The Block Island Times


By Martha Ball | Jul 13, 2013

The air is shifting by the hour.

Yesterday I walked down the hill from the church and wondered that the grass, so open to even this occasional summer sun, was harsh and dry underfoot. The soles of my feet were not happy when I crossed the pavement from the you-can’t-get-there-from-here stone steps of the little park diagonally to the Empire corner. It was not the “ouch!” an-hour-later-searingly-hot it can be, but it was bad enough; I was glad it was a very short passage.

It has been hot. The summer breeze comes from the west and southwest, and on these days people not expecting it stop short when they come to Chapel Street and feel the air moving, a sudden making good on all our promises of ocean breezes even if they be over the land.

Little things have changed that I notice only when walking down the summer street, knowing it will take much less time if I just cross to the almost-always empty sidewalk on the east side of Water Street. I do not. I am nowhere near a crosswalk, something that matters when I am north of the Interstate entrance. It does not matter when I am near the rotary that really isn’t, the ordered chaos that encircles the WCTU fountain known as Rebekah at the Well, but once I emerge from that odd cocoon of confusion I think more of rules.

There were alleys, air shafts, more, between buildings where there are now gates blocking the breeze. When I was little my mother shopped at the Seaside, a big box of a building, with a faux brick façade (this even before the modern turquoise aluminum siding that seemed so wonderful and modern and now in old photos hurts my sensibilities if not my eyes!). It had wooden shelves and worn floors, with a square orange chest freezer made by a maker of concentrated juice distributor.

Animal crackers, the same Barnum’s Animals crackers that seem still to be available, in boxes painted with wild animals housed in brightly colored double decker circus wagons complete with thin wheels that could be bent down. They were carried by their own string handle and were on lower shelves in a middle aisle. They must be smaller packages, today, although my memory is likely distorted by the size of my own little hands.

But it was that alley, between the Seaside and the Star Department Store, that was my destination while my mother was shopping/talking. It was a loop, my route, but now I do not remember if it was around the market or around the adjoining building, the alley between the latter and the Odd Fellows Hall

That alley was the first blocked by a rough board wall installed at the entrance to the Ragged Sailor Gallery. There were artists, and the occasional show, and work sold out of homes, but this was a different sort of enterprise for Block Island. It was on the upper floor of the old Odd Fellows Hall where Koru is now located. It was quite exciting; a new business where there had been nothing but an unused, empty space and it introduced a new sort of commerce. It was the beginning of a time when many little shops would come and go, the stuff of “do you remember a place . . .” which, at first, I do not, but this one had more substance and was longer lasting and more impactful.

Just yesterday a less than frequent visitor from the West Coast recalled it.

Yesterday, when the grass was so stiff and the road so uninviting the sun disappeared, the sky grayed without truly darkening and, eventually, drops began to fall.
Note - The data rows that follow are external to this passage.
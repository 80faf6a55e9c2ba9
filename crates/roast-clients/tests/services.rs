// crates/roast-clients/tests/services.rs
// ============================================================================
// Module: Service Client Tests
// Description: Key manager, compute, and StackTach clients over HTTP.
// Purpose: Validate request shapes, behaviors, and status polling.
// Dependencies: roast-clients, roast-core, tiny_http
// ============================================================================

//! ## Overview
//! Each test scripts the exact sequence of responses a behavior should see
//! and then inspects the requests it actually sent.

#![allow(
    clippy::panic,
    clippy::print_stdout,
    clippy::print_stderr,
    clippy::unwrap_used,
    clippy::expect_used,
    clippy::use_debug,
    clippy::dbg_macro,
    clippy::panic_in_result_fn,
    clippy::unwrap_in_result,
    reason = "Test-only output and panic-based assertions are permitted."
)]

mod common;

use std::time::Duration;

use roast_clients::BuildSettings;
use roast_clients::ClientError;
use roast_clients::ComputeClient;
use roast_clients::ContainerBehaviors;
use roast_clients::KeyManagerClient;
use roast_clients::ServerBehaviors;
use roast_clients::StackTachClient;
use roast_clients::key_manager::GENERIC_CONTAINER;
use roast_core::ResourceRegistry;
use serde_json::Value;

use crate::common::Scripted;
use crate::common::rest_client;

// ============================================================================
// SECTION: Helpers
// ============================================================================

/// Server behaviors against one scripted endpoint used as tenant and admin.
fn server_behaviors(url: &str, build_timeout: Duration) -> ServerBehaviors {
    let client = ComputeClient::new(rest_client(url), rest_client(url));
    ServerBehaviors::new(client, BuildSettings {
        image_ref: "image-1".to_string(),
        flavor_ref: "flavor-1".to_string(),
        build_timeout,
        poll_interval: Duration::from_millis(1),
    })
}

/// `{"server": ...}` body with the given status.
fn server_body(status: &str) -> String {
    format!(r#"{{"server":{{"id":"srv-1","name":"server1","status":"{status}"}}}}"#)
}

// ============================================================================
// SECTION: Key Manager
// ============================================================================

#[test]
fn container_with_secret_registers_both_cleanups() {
    let server = Scripted::start(vec![
        (201, r#"{"secret_ref":"http://km/v1/secrets/s1"}"#.to_string()),
        (201, r#"{"container_ref":"http://km/v1/containers/c1"}"#.to_string()),
    ]);
    let behaviors = ContainerBehaviors::new(KeyManagerClient::new(rest_client(&server.url)));
    let mut resources = ResourceRegistry::new("case");
    let (secret_ref, response) =
        behaviors.create_container_with_secret(&mut resources, "box", "secret").unwrap();
    assert_eq!(secret_ref, "http://km/v1/secrets/s1");
    assert_eq!(response.status, 201);
    assert_eq!(resources.labels(), vec![
        "secret http://km/v1/secrets/s1",
        "container http://km/v1/containers/c1"
    ]);
    let requests = server.finish();
    let secret: Value = serde_json::from_str(&requests[0].body).unwrap();
    assert_eq!(secret["payload"], "dGhlIHBheWxvYWQ=");
    assert_eq!(secret["bit_length"], 256);
    let container: Value = serde_json::from_str(&requests[1].body).unwrap();
    assert_eq!(container["type"], GENERIC_CONTAINER);
    assert_eq!(container["secret_refs"][0]["secret_ref"], "http://km/v1/secrets/s1");
}

#[test]
fn refused_container_is_not_registered() {
    let server = Scripted::start(vec![(400, r#"{"title":"bad type"}"#.to_string())]);
    let behaviors = ContainerBehaviors::new(KeyManagerClient::new(rest_client(&server.url)));
    let mut resources = ResourceRegistry::new("case");
    let response =
        behaviors.create_container(&mut resources, "box", "bogus", Vec::new()).unwrap();
    assert_eq!(response.status, 400);
    assert!(resources.is_empty());
    server.finish();
}

#[test]
fn list_containers_sends_paging_query() {
    let page = r#"{"containers":[{"container_ref":"http://km/c/1","type":"generic"}],"total":11}"#;
    let server = Scripted::start(vec![(200, page.to_string())]);
    let client = KeyManagerClient::new(rest_client(&server.url));
    let response = client.list_containers(10, 0).unwrap();
    let page = response.entity.unwrap();
    assert_eq!(page.containers.len(), 1);
    assert_eq!(page.total, Some(11));
    assert!(page.containers[0].secret_refs.is_empty());
    let requests = server.finish();
    assert_eq!(requests[0].url, "/v1/containers?limit=10&offset=0");
}

// ============================================================================
// SECTION: Compute
// ============================================================================

#[test]
fn active_server_keeps_create_password_and_is_registered() {
    let server = Scripted::start(vec![
        (202, r#"{"server":{"id":"srv-1","adminPass":"pw-1"}}"#.to_string()),
        (200, server_body("BUILD")),
        (200, server_body("ACTIVE")),
        (404, String::new()),
    ]);
    let behaviors = server_behaviors(&server.url, Duration::from_secs(5));
    let mut resources = ResourceRegistry::new("class");
    let active = behaviors.create_active_server(&mut resources, Some("key-1")).unwrap();
    assert_eq!(active.status.as_deref(), Some("ACTIVE"));
    assert_eq!(active.admin_pass.as_deref(), Some("pw-1"));
    let report = resources.tear_down();
    assert_eq!(report.already_gone, 1);
    let requests = server.finish();
    let body: Value = serde_json::from_str(&requests[0].body).unwrap();
    assert_eq!(body["server"]["imageRef"], "image-1");
    assert_eq!(body["server"]["flavorRef"], "flavor-1");
    assert_eq!(body["server"]["key_name"], "key-1");
    assert_eq!(requests[3].method, "DELETE");
    assert_eq!(requests[3].url, "/servers/srv-1");
}

#[test]
fn error_status_stops_polling() {
    let server = Scripted::start(vec![(200, server_body("BUILD")), (200, server_body("ERROR"))]);
    let behaviors = server_behaviors(&server.url, Duration::from_secs(5));
    let err = behaviors.wait_for_server_status("srv-1", "ACTIVE").unwrap_err();
    assert_eq!(err, ClientError::ServerFailed {
        id: "srv-1".to_string(),
        status: "ERROR".to_string(),
    });
    assert_eq!(server.finish().len(), 2);
}

#[test]
fn build_timeout_stops_polling() {
    let server = Scripted::start(vec![(200, server_body("BUILD"))]);
    let behaviors = server_behaviors(&server.url, Duration::ZERO);
    let err = behaviors.wait_for_server_status("srv-1", "ACTIVE").unwrap_err();
    assert!(matches!(err, ClientError::Timeout { .. }));
    assert_eq!(server.finish().len(), 1);
}

#[test]
fn server_left_in_error_is_still_cleaned_up() {
    let server = Scripted::start(vec![
        (202, r#"{"server":{"id":"srv-1"}}"#.to_string()),
        (200, server_body("ERROR")),
        (204, String::new()),
    ]);
    let behaviors = server_behaviors(&server.url, Duration::from_secs(5));
    let mut resources = ResourceRegistry::new("class");
    assert!(behaviors.create_active_server(&mut resources, None).is_err());
    assert_eq!(resources.len(), 1);
    assert_eq!(resources.tear_down().released, 1);
    let requests = server.finish();
    assert!(!requests[0].body.contains("key_name"));
}

#[test]
fn rescue_posts_admin_action() {
    let server = Scripted::start(vec![(200, r#"{"adminPass":"rescue-pw"}"#.to_string())]);
    let client = ComputeClient::new(rest_client(&server.url), rest_client(&server.url));
    let response = client.rescue("srv-1").unwrap();
    assert_eq!(response.entity.unwrap().admin_pass.as_deref(), Some("rescue-pw"));
    let requests = server.finish();
    assert_eq!(requests[0].url, "/servers/srv-1/action");
    assert_eq!(requests[0].body, r#"{"rescue":{}}"#);
}

// ============================================================================
// SECTION: StackTach
// ============================================================================

#[test]
fn stacky_tables_decode_rows() {
    let server = Scripted::start(vec![
        (200, r#"[["Event Name"],["compute.instance.create.end"]]"#.to_string()),
        (200, r##"[["Key","Value"],["#",7],["Host","h1"]]"##.to_string()),
    ]);
    let client = StackTachClient::new(rest_client(&server.url));
    let events = client.get_event_names().unwrap().entity.unwrap();
    assert_eq!(events[0].event_name.as_deref(), Some("compute.instance.create.end"));
    let details = client.get_event_id_details("7", "nova").unwrap().entity.unwrap();
    assert_eq!(details.len(), 1);
    assert_eq!(details[0].host_name.as_deref(), Some("h1"));
    let requests = server.finish();
    assert_eq!(requests[0].url, "/stacky/events");
    assert_eq!(requests[1].url, "/stacky/show/7?service=nova");
}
It was an odd, halting rain, leaving individual splotches on the cement sidewalk, ones that ran together while adjacent areas stayed dry for several minutes.

It was a gentle summer shower, making the road steam and the grass sigh, never turning to the dreaded window closing in the heat downpour. It was the rain that when first it stops, allows a fantasy of air cleared of moisture, a loss of the humidity that disappears only long enough to remind us how pleasant the air can feel.

The road was clean but the grass still thirsty, grateful the sun was fleeting.

We have had fireflies for a while now. I first saw them one night, coming home well after dark, when I turned off my headlights. They were there, points of white flashing on and off in the tall grasses around the edge of the barnyard, and more dancing in the yard, seemingly mindless of my presence. They flit about noiselessly, or without any buzz I can hear, offering their little gifts gone as soon as they are noticed.

They come every summer, always before I remember they will be here and they are also a surprise and a pleasure, these muted pyrotechnics that bob about the darkened land. I wonder if they are there when lights are on, like the stars that are in place all day but are hidden by the power of the closer sun.

There are other beetles, drawn by the light and descending upon the town after dark like a hoard of locusts without the appetites. They seem both extraordinarily prolific and extremely fragile, swarming the window sills and covering tee-shirts left on racks on the sidewalk, but dying as soon as they hit the cement floor, even if they are not swatted there or stepped upon like . . . bugs.

Japanese, someone offers, which they are not, but before I can form an articulate response someone else says “British invasion!” and we laugh, mindful that the children think that makes no sense.

The day has changed as I have written, humid and sticky, now breezy, still damp, but cooler, at least out here in the country where the breeze blows through the room, although one curtain is both billowing and being sucked against the screen making me think I should close the window before I leave the house.